**RECORDS TO PROCESS:**
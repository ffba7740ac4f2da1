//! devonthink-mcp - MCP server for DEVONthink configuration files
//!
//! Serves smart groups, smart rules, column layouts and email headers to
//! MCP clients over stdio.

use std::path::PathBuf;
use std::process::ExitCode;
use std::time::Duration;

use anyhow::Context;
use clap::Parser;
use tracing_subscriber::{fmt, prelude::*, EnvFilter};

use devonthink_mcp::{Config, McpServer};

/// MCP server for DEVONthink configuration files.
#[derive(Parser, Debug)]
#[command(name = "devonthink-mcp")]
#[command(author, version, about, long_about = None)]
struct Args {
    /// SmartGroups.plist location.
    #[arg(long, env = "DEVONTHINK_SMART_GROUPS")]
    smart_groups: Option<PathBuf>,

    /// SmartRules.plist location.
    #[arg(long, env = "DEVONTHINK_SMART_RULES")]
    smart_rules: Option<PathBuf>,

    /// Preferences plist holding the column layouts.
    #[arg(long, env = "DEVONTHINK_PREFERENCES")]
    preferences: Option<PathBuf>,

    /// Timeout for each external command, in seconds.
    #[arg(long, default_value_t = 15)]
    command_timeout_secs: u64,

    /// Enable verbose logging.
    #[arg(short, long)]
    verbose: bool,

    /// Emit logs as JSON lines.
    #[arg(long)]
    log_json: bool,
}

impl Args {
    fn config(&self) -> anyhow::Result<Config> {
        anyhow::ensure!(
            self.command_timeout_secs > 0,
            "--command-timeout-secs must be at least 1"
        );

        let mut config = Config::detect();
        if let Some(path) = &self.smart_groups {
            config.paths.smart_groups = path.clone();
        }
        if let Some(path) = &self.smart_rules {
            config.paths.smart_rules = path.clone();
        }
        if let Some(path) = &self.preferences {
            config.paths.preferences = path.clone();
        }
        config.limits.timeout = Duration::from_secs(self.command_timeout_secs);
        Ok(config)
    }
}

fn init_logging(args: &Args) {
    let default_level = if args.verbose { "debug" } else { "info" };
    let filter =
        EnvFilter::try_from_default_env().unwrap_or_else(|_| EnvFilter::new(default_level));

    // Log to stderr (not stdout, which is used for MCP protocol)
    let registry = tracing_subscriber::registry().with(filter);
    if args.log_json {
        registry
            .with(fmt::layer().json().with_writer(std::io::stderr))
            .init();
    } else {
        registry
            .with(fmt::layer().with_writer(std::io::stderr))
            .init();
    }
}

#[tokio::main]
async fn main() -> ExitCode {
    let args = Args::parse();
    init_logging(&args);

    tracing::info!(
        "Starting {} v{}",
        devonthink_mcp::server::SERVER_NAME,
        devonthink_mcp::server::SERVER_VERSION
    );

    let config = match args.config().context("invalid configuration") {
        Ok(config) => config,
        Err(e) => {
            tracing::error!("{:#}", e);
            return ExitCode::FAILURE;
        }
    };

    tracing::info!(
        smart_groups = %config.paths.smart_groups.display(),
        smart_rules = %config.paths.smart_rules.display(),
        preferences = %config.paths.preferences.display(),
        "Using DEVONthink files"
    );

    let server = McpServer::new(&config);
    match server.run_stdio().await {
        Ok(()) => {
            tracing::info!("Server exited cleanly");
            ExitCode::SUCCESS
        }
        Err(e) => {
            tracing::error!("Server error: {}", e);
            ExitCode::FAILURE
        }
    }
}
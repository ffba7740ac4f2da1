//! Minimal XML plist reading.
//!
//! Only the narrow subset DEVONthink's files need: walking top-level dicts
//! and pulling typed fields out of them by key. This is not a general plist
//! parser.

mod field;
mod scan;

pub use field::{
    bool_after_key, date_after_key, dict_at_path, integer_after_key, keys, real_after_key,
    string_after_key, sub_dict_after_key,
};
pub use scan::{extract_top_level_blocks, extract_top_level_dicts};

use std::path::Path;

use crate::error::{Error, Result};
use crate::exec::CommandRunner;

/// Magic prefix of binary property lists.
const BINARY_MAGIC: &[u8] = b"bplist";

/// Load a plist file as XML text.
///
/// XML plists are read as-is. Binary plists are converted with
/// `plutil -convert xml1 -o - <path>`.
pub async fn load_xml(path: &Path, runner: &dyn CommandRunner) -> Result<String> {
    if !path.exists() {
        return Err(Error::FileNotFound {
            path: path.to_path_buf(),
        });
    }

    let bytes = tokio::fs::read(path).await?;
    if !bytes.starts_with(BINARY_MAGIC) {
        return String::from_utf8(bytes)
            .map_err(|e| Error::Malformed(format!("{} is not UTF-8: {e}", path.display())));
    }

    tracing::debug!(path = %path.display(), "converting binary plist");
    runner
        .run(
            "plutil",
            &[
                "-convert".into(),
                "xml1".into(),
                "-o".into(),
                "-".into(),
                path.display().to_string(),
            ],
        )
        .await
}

--

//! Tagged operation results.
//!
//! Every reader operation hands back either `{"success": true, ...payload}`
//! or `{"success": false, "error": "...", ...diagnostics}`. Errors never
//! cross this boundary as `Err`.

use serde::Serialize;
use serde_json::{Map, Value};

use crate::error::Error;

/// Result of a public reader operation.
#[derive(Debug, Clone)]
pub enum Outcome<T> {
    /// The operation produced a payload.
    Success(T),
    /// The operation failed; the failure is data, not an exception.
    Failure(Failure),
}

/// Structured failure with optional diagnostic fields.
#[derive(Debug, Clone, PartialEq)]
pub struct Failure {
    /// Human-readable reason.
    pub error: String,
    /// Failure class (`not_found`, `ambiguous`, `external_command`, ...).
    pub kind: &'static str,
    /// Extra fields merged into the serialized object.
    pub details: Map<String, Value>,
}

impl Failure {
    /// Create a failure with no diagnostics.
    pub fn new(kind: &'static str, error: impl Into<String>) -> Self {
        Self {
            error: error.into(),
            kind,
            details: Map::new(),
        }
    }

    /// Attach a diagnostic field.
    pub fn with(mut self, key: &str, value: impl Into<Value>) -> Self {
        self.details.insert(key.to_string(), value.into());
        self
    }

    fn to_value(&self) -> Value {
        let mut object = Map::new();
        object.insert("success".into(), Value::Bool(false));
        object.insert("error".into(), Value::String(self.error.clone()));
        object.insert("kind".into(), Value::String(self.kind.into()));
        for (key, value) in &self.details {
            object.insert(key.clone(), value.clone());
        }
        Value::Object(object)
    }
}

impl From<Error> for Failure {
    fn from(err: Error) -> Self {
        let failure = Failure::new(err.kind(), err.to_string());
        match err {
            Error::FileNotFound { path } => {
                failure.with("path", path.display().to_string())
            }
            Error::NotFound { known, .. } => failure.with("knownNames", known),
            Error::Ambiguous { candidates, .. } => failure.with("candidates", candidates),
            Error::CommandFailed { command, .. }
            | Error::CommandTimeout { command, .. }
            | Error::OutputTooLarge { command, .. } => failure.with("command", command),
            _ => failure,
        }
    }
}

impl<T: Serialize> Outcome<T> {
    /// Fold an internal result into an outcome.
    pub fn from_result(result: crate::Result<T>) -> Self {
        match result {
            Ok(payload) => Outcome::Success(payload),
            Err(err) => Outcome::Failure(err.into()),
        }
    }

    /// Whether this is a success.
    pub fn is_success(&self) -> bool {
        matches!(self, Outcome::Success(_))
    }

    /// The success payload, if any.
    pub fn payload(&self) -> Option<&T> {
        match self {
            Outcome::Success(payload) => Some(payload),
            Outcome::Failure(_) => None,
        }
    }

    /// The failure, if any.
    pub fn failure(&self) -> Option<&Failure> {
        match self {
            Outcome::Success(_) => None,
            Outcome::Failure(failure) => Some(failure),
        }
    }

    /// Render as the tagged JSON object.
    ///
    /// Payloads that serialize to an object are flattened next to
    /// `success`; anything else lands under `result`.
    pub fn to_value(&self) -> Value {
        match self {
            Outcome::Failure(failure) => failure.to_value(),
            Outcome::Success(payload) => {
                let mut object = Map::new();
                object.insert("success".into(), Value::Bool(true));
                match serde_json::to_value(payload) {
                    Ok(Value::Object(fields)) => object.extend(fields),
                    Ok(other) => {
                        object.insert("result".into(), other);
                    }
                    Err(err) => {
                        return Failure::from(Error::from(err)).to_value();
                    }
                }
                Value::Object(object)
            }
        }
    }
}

**WHAT IS EXPECTED:**
Each line above that contains the word "paths" should be returned.

**FINAL ANSWER:**
            config.paths.smart_groups = path.clone();
            config.paths.smart_rules = path.clone();
            config.paths.preferences = path.clone();
        smart_groups = %config.paths.smart_groups.display(),
        smart_rules = %config.paths.smart_rules.display(),
        preferences = %config.paths.preferences.display(),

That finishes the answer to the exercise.